§ Exercise brief
Where in the records does the word "commands" occur? Copy each line in which it does.

§ Exercise inputs
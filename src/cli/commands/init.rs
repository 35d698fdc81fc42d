//! # Matrix Initialization Module / 矩阵初始化模块
//!
//! This module creates a starter `TestMatrix.toml`, either through an
//! interactive command-line wizard or, with `--non-interactive`, from the
//! built-in defaults.
//!
//! 此模块创建初始的 `TestMatrix.toml`，可以通过交互式命令行向导，
//! 也可以在使用 `--non-interactive` 时直接采用内置默认值。

use anyhow::{Context, Result, bail};
use colored::*;
use dialoguer::{Confirm, Input, MultiSelect, theme::ColorfulTheme};
use std::fs;
use std::path::{Path, PathBuf};

use crate::core::config::{DEFAULT_CONFIG_FILE, Orchestration, OrchestratorConfig};
use crate::core::models::{InterpreterVersion, Os, Variant};
use crate::infra::t;

const DEFAULT_NONE_MANIFEST: &str = "devtools/conda-envs/test-env.yaml";
const DEFAULT_EXTRA_MANIFEST: &str = "devtools/conda-envs/extra-env.yaml";
const DEFAULT_VERSIONS: &str = "3.7";

/// Runs the wizard (or writes the defaults) and saves `TestMatrix.toml` in the
/// current directory.
///
/// # Process Flow / 处理流程
/// 1. Check for an existing configuration and confirm overwrite / 检查现有配置并确认覆盖
/// 2. Ask for the operating systems and interpreter versions / 询问操作系统和解释器版本
/// 3. Ask for the manifest of each variant / 询问每个变体的清单
/// 4. Validate, save and print the next steps / 校验、保存并打印后续步骤
pub fn run_init_wizard(language: &str, non_interactive: bool) -> Result<()> {
    let path = Path::new(DEFAULT_CONFIG_FILE);

    let config = if non_interactive {
        if path.exists() {
            bail!(t!("init.file_exists", path = DEFAULT_CONFIG_FILE).to_string());
        }
        default_config(language)?
    } else {
        let theme = ColorfulTheme::default();
        println!("\n{}", t!("init.welcome").bold().cyan());
        println!("{}\n", t!("init.description"));

        if !confirm_overwrite(&theme, path)? {
            println!("{}", t!("init.aborted").yellow());
            return Ok(());
        }
        prompt_for_config(&theme, language)?
    };

    let toml_string = config.to_toml_string()?;
    // Whatever the wizard produced must load back.
    Orchestration::from_toml_str(&toml_string)?;

    fs::write(path, toml_string)
        .with_context(|| t!("init.write_failed", path = DEFAULT_CONFIG_FILE).to_string())?;

    println!(
        "\n{} {}",
        "✔".green(),
        t!("init.success", path = DEFAULT_CONFIG_FILE).bold()
    );
    println!("{}", t!("init.usage_hint"));
    Ok(())
}

fn default_config(language: &str) -> Result<OrchestratorConfig> {
    Ok(OrchestratorConfig::starter(
        language,
        vec![Os::Linux, Os::Macos],
        parse_versions(DEFAULT_VERSIONS)?,
        [
            (Variant::None, PathBuf::from(DEFAULT_NONE_MANIFEST)),
            (Variant::ExtraA, PathBuf::from(DEFAULT_EXTRA_MANIFEST)),
        ],
        ".",
    ))
}

/// Parses a comma-separated version list such as `3.7, 3.8`.
fn parse_versions(input: &str) -> Result<Vec<InterpreterVersion>> {
    let versions = input
        .split(',')
        .map(str::trim)
        .filter(|v| !v.is_empty())
        .map(str::parse::<InterpreterVersion>)
        .collect::<Result<Vec<_>, _>>()?;
    if versions.is_empty() {
        bail!(t!("init.no_versions").to_string());
    }
    Ok(versions)
}

/// Checks if `TestMatrix.toml` exists and asks the user for confirmation to overwrite.
fn confirm_overwrite(theme: &ColorfulTheme, path: &Path) -> Result<bool> {
    if path.exists() {
        Confirm::with_theme(theme)
            .with_prompt(t!("init.overwrite_prompt", path = DEFAULT_CONFIG_FILE))
            .interact()
            .context(t!("init.confirmation_failed").to_string())
    } else {
        Ok(true)
    }
}

fn prompt_for_config(theme: &ColorfulTheme, language: &str) -> Result<OrchestratorConfig> {
    let os_labels: Vec<&str> = Os::ALL.iter().map(Os::as_str).collect();
    let selections = MultiSelect::with_theme(theme)
        .with_prompt(t!("init.os_prompt"))
        .items(&os_labels)
        .defaults(&[true, true, false])
        .interact()?;
    if selections.is_empty() {
        bail!(t!("init.no_os_selected").to_string());
    }
    let os: Vec<Os> = selections.into_iter().map(|i| Os::ALL[i]).collect();

    let versions: String = Input::with_theme(theme)
        .with_prompt(t!("init.versions_prompt"))
        .default(DEFAULT_VERSIONS.into())
        .interact_text()?;
    let interpreter_versions = parse_versions(&versions)?;

    let none_manifest: String = Input::with_theme(theme)
        .with_prompt(t!("init.manifest_prompt", variant = Variant::None.as_str()))
        .default(DEFAULT_NONE_MANIFEST.into())
        .interact_text()?;
    let extra_manifest: String = Input::with_theme(theme)
        .with_prompt(t!("init.manifest_prompt", variant = Variant::ExtraA.as_str()))
        .default(DEFAULT_EXTRA_MANIFEST.into())
        .interact_text()?;

    let coverage_namespace: String = Input::with_theme(theme)
        .with_prompt(t!("init.coverage_prompt"))
        .default(".".into())
        .interact_text()?;

    Ok(OrchestratorConfig::starter(
        language,
        os,
        interpreter_versions,
        [
            (Variant::None, PathBuf::from(none_manifest)),
            (Variant::ExtraA, PathBuf::from(extra_manifest)),
        ],
        &coverage_namespace,
    ))
}
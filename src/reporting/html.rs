//! # HTML Reporting Module / HTML 报告模块
//!
//! This module renders the matrix summary as a single self-contained HTML
//! page with `maud`: totals, one row per cell and a collapsible error detail
//! for every failed cell.
//!
//! 此模块使用 `maud` 将矩阵摘要渲染为单个自包含的 HTML 页面：
//! 汇总统计、每个单元一行，以及每个失败单元可折叠的错误详情。

use anyhow::{Context, Result};
use chrono::Local;
use maud::{DOCTYPE, Markup, PreEscaped, html};
use std::fs;
use std::path::Path;

use crate::core::models::MatrixSummary;
use crate::infra::t;
use crate::reporting::console::{detail_line, status_label};

/// Embedded CSS styles for HTML reports / HTML 报告的嵌入式 CSS 样式
const HTML_STYLE: &str = r#"
body { font-family: -apple-system, "Segoe UI", Helvetica, Arial, sans-serif; margin: 2em; color: #24292e; }
h1 { font-size: 1.6em; }
.generated { color: #6a737d; font-size: 0.9em; }
.summary-container { display: flex; gap: 1.5em; margin: 1.5em 0; }
.summary-item { display: flex; flex-direction: column; align-items: center; padding: 0.8em 1.4em; border: 1px solid #e1e4e8; border-radius: 6px; }
.summary-item .count { font-size: 1.8em; font-weight: 600; }
.passed-text { color: #22863a; }
.failed-text { color: #cb2431; }
table { border-collapse: collapse; width: 100%; }
th, td { text-align: left; padding: 0.5em 0.8em; border-bottom: 1px solid #e1e4e8; }
.status-cell { display: inline-block; padding: 0.15em 0.6em; border-radius: 4px; font-weight: 600; }
.status-Passed { background: #dcffe4; color: #22863a; }
.status-Tests-Failed { background: #fff5b1; color: #735c0f; }
.status-Failed { background: #ffeef0; color: #cb2431; }
.duration-cell { text-align: right; font-variant-numeric: tabular-nums; }
details summary { cursor: pointer; color: #0366d6; }
pre.output-content { background: #f6f8fa; padding: 1em; overflow-x: auto; white-space: pre-wrap; }
"#;

fn render(summary: &MatrixSummary) -> Markup {
    let total = summary.outcomes.len();
    let passed = summary.passed_count();
    let failed = total - passed;

    html! {
        (DOCTYPE)
        html {
            head {
                meta charset="utf-8";
                title { (t!("html_report.title")) }
                style { (PreEscaped(HTML_STYLE)) }
            }
            body {
                h1 { (t!("html_report.main_header")) }
                p class="generated" {
                    (t!("html_report.generated_at", time = Local::now().format("%Y-%m-%d %H:%M:%S")))
                }
                div class="summary-container" {
                    div class="summary-item" {
                        span class="count" { (total) }
                        span class="label" { (t!("html_report.summary.total")) }
                    }
                    div class="summary-item" {
                        span class="count passed-text" { (passed) }
                        span class="label" { (t!("html_report.summary.passed")) }
                    }
                    div class="summary-item" {
                        span class="count failed-text" { (failed) }
                        span class="label" { (t!("html_report.summary.failed")) }
                    }
                }
                table {
                    thead {
                        tr {
                            th { (t!("html_report.table.cell")) }
                            th { (t!("html_report.table.environment")) }
                            th { (t!("html_report.table.status")) }
                            th class="duration-cell" { (t!("html_report.table.duration")) }
                            th { (t!("html_report.table.detail")) }
                        }
                    }
                    tbody {
                        @for outcome in &summary.outcomes {
                            tr {
                                td { (outcome.cell.id()) }
                                td {
                                    @if let Some(env) = &outcome.environment {
                                        (env.manifest_path.display().to_string())
                                    }
                                }
                                td {
                                    div class={ "status-cell " (outcome.status_class()) } {
                                        (status_label(outcome))
                                    }
                                }
                                td class="duration-cell" {
                                    (format!("{:.2}s", outcome.duration.as_secs_f64()))
                                }
                                td {
                                    (detail_line(outcome))
                                    @if let Some(failure) = &outcome.failure {
                                        details {
                                            summary { (t!("html_report.toggle_output")) }
                                            pre class="output-content" { (failure.error.to_string()) }
                                        }
                                    } @else if let Some(report) = outcome.report.as_ref().filter(|r| !r.passed) {
                                        details {
                                            summary { (t!("html_report.toggle_output")) }
                                            pre class="output-content" { (report.output) }
                                        }
                                    }
                                }
                            }
                        }
                    }
                }
            }
        }
    }
}

/// Generates an HTML report for the matrix summary and writes it to `output_path`.
///
/// 为矩阵摘要生成 HTML 报告并写入 `output_path`。
///
/// # Errors / 错误
/// Returns an error if the output file cannot be written.
/// 如果无法写入输出文件则返回错误。
pub fn generate_html_report(summary: &MatrixSummary, output_path: &Path) -> Result<()> {
    let page = render(summary).into_string();
    fs::write(output_path, page)
        .with_context(|| t!("report.write_failed", path = output_path.display()).to_string())
}
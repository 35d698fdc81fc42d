//! # Cell Execution Engine Module / 单元执行引擎模块
//!
//! This module drives each cell through its lifecycle, from environment
//! selection to the coverage upload, and runs the whole matrix with bounded
//! concurrency. Cells never cancel each other: a failure stays with the cell
//! that produced it.
//!
//! 此模块驱动每个单元走完其生命周期（从环境选择到覆盖率上传），
//! 并以有界并发运行整个矩阵。单元之间从不互相取消：失败只属于产生它的单元。

use colored::*;
use futures::{StreamExt, stream};
use std::any::Any;
use std::path::PathBuf;
use std::sync::Arc;
use std::time::{Duration, Instant};
use tokio_util::sync::CancellationToken;

use crate::core::config::{LicenseConfig, Orchestration};
use crate::core::errors::{CellError, ConfigError, ProvisionError, ProvisionStep};
use crate::core::harness::run_and_report;
use crate::core::license::{materialize_license, verify_capability};
use crate::core::models::{
    CellFailure, CellOutcome, CellState, EnvironmentSpec, MatrixCell, MatrixSummary,
    PublishStatus, TestReport,
};
use crate::core::provision::Provisioner;
use crate::core::selector::select_environment;
use crate::infra::executor::Executor;
use crate::infra::fs::create_cell_workdir;
use crate::infra::t;

/// Everything a cell needs besides the cell itself. Shared read-only by all
/// cells of a run.
///
/// 单元自身之外所需的一切。在一次运行的所有单元之间只读共享。
pub struct CellContext {
    pub orchestration: Orchestration,
    pub executor: Arc<dyn Executor>,
    /// Absolute path of the project under test.
    pub project_root: PathBuf,
    /// The license secret from the trigger environment.
    pub secret: Option<String>,
    /// Parent for the per-cell work directories; the system temp dir when `None`.
    pub workdir_base: Option<PathBuf>,
}

/// Records state transitions and prints one progress line for each.
struct CellTracker {
    id: String,
    history: Vec<CellState>,
    started: Instant,
}

impl CellTracker {
    fn new(cell: &MatrixCell) -> Self {
        Self {
            id: cell.id(),
            history: vec![CellState::Pending],
            started: Instant::now(),
        }
    }

    fn current(&self) -> CellState {
        self.history.last().copied().unwrap_or(CellState::Pending)
    }

    fn enter(&mut self, next: CellState) {
        debug_assert!(
            self.current().can_transition_to(next),
            "illegal transition {} -> {}",
            self.current(),
            next
        );
        self.history.push(next);

        let line = t!("cell.state", cell = &self.id, state = next.as_str());
        match next {
            CellState::Reported => println!("{}", line.green()),
            CellState::Failed => println!("{}", line.red()),
            _ => println!("{}", line.blue()),
        }
    }

    fn elapsed(&self) -> Duration {
        self.started.elapsed()
    }
}

/// What a cell collected on its way, kept even if a later step fails.
#[derive(Default)]
struct Progress {
    environment: Option<EnvironmentSpec>,
    report: Option<TestReport>,
    publish: Option<PublishStatus>,
}

/// Runs one cell to a terminal state. Never returns an error: every failure
/// ends up in the outcome, tagged with the state it happened in.
///
/// 将单个单元运行至终止状态。从不返回错误：每个失败都记录在结果中，
/// 并标注其发生时所处的状态。
pub async fn run_cell(cell: MatrixCell, ctx: &CellContext) -> CellOutcome {
    let mut tracker = CellTracker::new(&cell);
    let mut progress = Progress::default();

    let result = drive(&cell, ctx, &mut tracker, &mut progress).await;

    let failure = match result {
        Ok(()) => None,
        Err(error) => {
            let stage = tracker.current();
            println!(
                "{}",
                t!(
                    "cell.failed",
                    cell = &tracker.id,
                    stage = stage.as_str(),
                    kind = error.kind(),
                    error = error.to_string()
                )
                .red()
            );
            tracker.enter(CellState::Failed);
            Some(CellFailure { stage, error })
        }
    };

    CellOutcome {
        duration: tracker.elapsed(),
        cell,
        history: tracker.history,
        environment: progress.environment,
        report: progress.report,
        publish: progress.publish,
        failure,
    }
}

async fn drive(
    cell: &MatrixCell,
    ctx: &CellContext,
    tracker: &mut CellTracker,
    progress: &mut Progress,
) -> Result<(), CellError> {
    let orchestration = &ctx.orchestration;
    let config = &orchestration.config;
    let executor = ctx.executor.as_ref();

    let spec = select_environment(
        &orchestration.environments,
        cell.variant.as_str(),
        &cell.interpreter_version,
    )?;
    progress.environment = Some(spec.clone());

    tracker.enter(CellState::Provisioning);
    let workdir = create_cell_workdir(ctx.workdir_base.as_deref(), &tracker.id).map_err(|e| {
        ProvisionError {
            step: ProvisionStep::CreateWorkdir,
            cause: e.to_string(),
        }
    })?;
    let provisioner = Provisioner {
        executor,
        commands: &orchestration.commands,
        license: &config.license,
        tests: &config.tests,
        project_root: &ctx.project_root,
    };
    let env = provisioner.provision(cell, &spec, workdir).await?;

    tracker.enter(CellState::Verifying);
    match ctx.secret.as_deref() {
        Some(secret) => materialize_license(secret, &env.layout.license_file)?,
        None if spec.requires_capability => {
            return Err(ConfigError::MissingSecret(config.license.secret_env.clone()).into());
        }
        None => println!(
            "{}",
            t!(
                "cell.secret_absent",
                cell = &tracker.id,
                var = &config.license.secret_env
            )
            .yellow()
        ),
    }
    if spec.requires_capability {
        verify_capability(executor, &env, &orchestration.commands.capability_probe).await?;
    } else {
        println!(
            "{}",
            t!("cell.capability_not_required", cell = &tracker.id).dimmed()
        );
    }

    tracker.enter(CellState::Testing);
    let outcome = run_and_report(
        executor,
        &env,
        &orchestration.commands,
        &config.tests,
        &config.publish,
    )
    .await?;

    let report = outcome.report;
    if !report.output.trim().is_empty() {
        println!("{}", report.output.trim());
    }
    let duration = report.duration.as_secs_f64();
    if report.passed {
        println!(
            "{}",
            t!("cell.tests_passed", cell = &tracker.id, duration = format!("{duration:.2}")).green()
        );
    } else {
        println!(
            "{}",
            t!("cell.tests_failed", cell = &tracker.id, duration = format!("{duration:.2}")).red()
        );
    }
    progress.report = Some(report);

    let status = outcome.publish?;
    if let PublishStatus::FailedAdvisory(reason) = &status {
        println!(
            "{}",
            t!("cell.publish_advisory", cell = &tracker.id, reason = reason).yellow()
        );
    }
    progress.publish = Some(status);

    tracker.enter(CellState::Reported);
    Ok(())
}

/// An outcome for a cell whose task never reported back. The state it had
/// reached is unknown, so only `Pending -> Failed` is recorded.
fn abandoned(cell: MatrixCell, error: CellError) -> CellOutcome {
    CellOutcome {
        cell,
        history: vec![CellState::Pending, CellState::Failed],
        environment: None,
        report: None,
        publish: None,
        failure: Some(CellFailure {
            stage: CellState::Pending,
            error,
        }),
        duration: Duration::default(),
    }
}

fn panic_message(payload: Box<dyn Any + Send>) -> String {
    if let Some(s) = payload.downcast_ref::<&str>() {
        (*s).to_string()
    } else if let Some(s) = payload.downcast_ref::<String>() {
        s.clone()
    } else {
        "unknown panic payload".to_string()
    }
}

/// The number of cells that may run at once. A fixed license destination is
/// one file for every cell, so such a run is limited to a single cell.
///
/// 可同时运行的单元数。固定的许可证目标路径是所有单元共用的同一个文件，
/// 因此这样的运行一次只能运行一个单元。
pub fn effective_jobs(requested: usize, cell_count: usize, license: &LicenseConfig) -> usize {
    let jobs = requested.max(1);
    match &license.destination {
        Some(path) if jobs > 1 && cell_count > 1 => {
            println!(
                "{}",
                t!("run.shared_license_serialized", path = path.display()).yellow()
            );
            1
        }
        _ => jobs,
    }
}

/// Runs every cell, at most `jobs` at a time, and returns their outcomes in
/// the order the cells were given.
///
/// Fail-fast is disabled: a failed or panicking cell does not stop its
/// siblings. Cancelling `stop` aborts the cells still running; they end
/// `Failed` with [`CellError::Interrupted`].
///
/// 运行所有单元，最多同时运行 `jobs` 个，并按给定单元的顺序返回结果。
/// 快速失败被禁用：失败或 panic 的单元不会停止其他单元。
/// 取消 `stop` 会中止仍在运行的单元；它们以 [`CellError::Interrupted`] 结束于 `Failed`。
pub async fn run_matrix(
    cells: Vec<MatrixCell>,
    ctx: Arc<CellContext>,
    jobs: usize,
    stop: CancellationToken,
) -> MatrixSummary {
    let jobs = effective_jobs(jobs, cells.len(), &ctx.orchestration.config.license);
    let mut outcomes: Vec<(usize, CellOutcome)> =
        stream::iter(cells.into_iter().enumerate().map(|(index, cell)| {
            let ctx = Arc::clone(&ctx);
            let stop = stop.clone();
            async move {
                if stop.is_cancelled() {
                    return (index, abandoned(cell, CellError::Interrupted));
                }

                let task_cell = cell.clone();
                let mut handle = tokio::spawn(async move { run_cell(task_cell, &ctx).await });

                let outcome = tokio::select! {
                    biased;
                    _ = stop.cancelled() => {
                        handle.abort();
                        abandoned(cell, CellError::Interrupted)
                    }
                    res = &mut handle => match res {
                        Ok(outcome) => outcome,
                        Err(e) if e.is_panic() => {
                            abandoned(cell, CellError::Panicked(panic_message(e.into_panic())))
                        }
                        Err(_) => abandoned(cell, CellError::Interrupted),
                    },
                };
                (index, outcome)
            }
        }))
        .buffer_unordered(jobs)
        .collect()
        .await;

    outcomes.sort_by_key(|(index, _)| *index);
    MatrixSummary {
        outcomes: outcomes.into_iter().map(|(_, outcome)| outcome).collect(),
    }
}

§ Worked solution
filename src/cli/commands/init.rs
        commands: &orchestration.commands,
        verify_capability(executor, &env, &orchestration.commands.capability_probe).await?;
        &orchestration.commands,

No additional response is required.